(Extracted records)
________________________

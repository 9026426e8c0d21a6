//! Provider name → constructor table (spec §4.G, modeled on the original's
//! `providers/factory.py`).

use std::sync::Arc;

use super::{elevenlabs::ElevenLabsDriver, openai::OpenAiRealtimeDriver, ProviderDriver, ProviderError};

/// Credentials needed to construct any of the supported drivers. Unused
/// fields for a given provider are simply ignored.
#[derive(Debug, Clone, Default)]
pub struct ProviderCredentials {
    pub api_key: String,
    pub model_or_agent_id: String,
}

/// Builds a driver by provider name. The process normally uses
/// [`default_factory`]; tests inject scripted fakes.
pub type DriverFactory =
    Arc<dyn Fn(&str, &ProviderCredentials) -> Result<Box<dyn ProviderDriver>, ProviderError> + Send + Sync>;

pub fn default_factory() -> DriverFactory {
    Arc::new(build)
}

/// Build a boxed driver by provider name, or [`ProviderError::UnknownProvider`].
pub fn build(name: &str, creds: &ProviderCredentials) -> Result<Box<dyn ProviderDriver>, ProviderError> {
    match name {
        "openai" => Ok(Box::new(OpenAiRealtimeDriver::new(
            creds.api_key.clone(),
            if creds.model_or_agent_id.is_empty() {
                "gpt-realtime".to_string()
            } else {
                creds.model_or_agent_id.clone()
            },
        ))),
        "elevenlabs" => Ok(Box::new(ElevenLabsDriver::new(
            creds.api_key.clone(),
            creds.model_or_agent_id.clone(),
        ))),
        other => Err(ProviderError::UnknownProvider(other.to_string())),
    }
}

#[cfg(test)]
mod tests {
    use super::*;

    #[test]
    fn unknown_provider_name_errors() {
        let err = build("not-a-provider", &ProviderCredentials::default());
        assert!(matches!(err, Err(ProviderError::UnknownProvider(_))));
    }

    #[test]
    fn known_providers_construct() {
        assert!(build("openai", &ProviderCredentials::default()).is_ok());
        assert!(build("elevenlabs", &ProviderCredentials::default()).is_ok());
    }
}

________________________

§ Instructions to follow: Exactly and without omission, set down every entry.

§ Expected answer:
repository 9026426e8c0d21a6
//! Provider name → constructor table (spec §4.G, modeled on the original's
//! `providers/factory.py`).

use std::sync::Arc;

use super::{elevenlabs::ElevenLabsDriver, openai::OpenAiRealtimeDriver, ProviderDriver, ProviderError};

/// Credentials needed to construct any of the supported drivers. Unused
/// fields for a given provider are simply ignored.
#[derive(Debug, Clone, Default)]
pub struct ProviderCredentials {
    pub api_key: String,
    pub model_or_agent_id: String,
}

/// Builds a driver by provider name. The process normally uses
/// [`default_factory`]; tests inject scripted fakes.
pub type DriverFactory =
    Arc<dyn Fn(&str, &ProviderCredentials) -> Result<Box<dyn ProviderDriver>, ProviderError> + Send + Sync>;

pub fn default_factory() -> DriverFactory {
    Arc::new(build)
}

/// Build a boxed driver by provider name, or [`ProviderError::UnknownProvider`].
pub fn build(name: &str, creds: &ProviderCredentials) -> Result<Box<dyn ProviderDriver>, ProviderError> {
    match name {
        "openai" => Ok(Box::new(OpenAiRealtimeDriver::new(
            creds.api_key.clone(),
            if creds.model_or_agent_id.is_empty() {
                "gpt-realtime".to_string()
            } else {
                creds.model_or_agent_id.clone()
            },
        ))),
        "elevenlabs" => Ok(Box::new(ElevenLabsDriver::new(
            creds.api_key.clone(),
            creds.model_or_agent_id.clone(),
        ))),
        other => Err(ProviderError::UnknownProvider(other.to_string())),
    }
}

#[cfg(test)]
mod tests {
    use super::*;

    #[test]
    fn unknown_provider_name_errors() {
        let err = build("not-a-provider", &ProviderCredentials::default());
        assert!(matches!(err, Err(ProviderError::UnknownProvider(_))));
    }

    #[test]
    fn known_providers_construct() {
        assert!(build("openai", &ProviderCredentials::default()).is_ok());
        assert!(build("elevenlabs", &ProviderCredentials::default()).is_ok());
    }
}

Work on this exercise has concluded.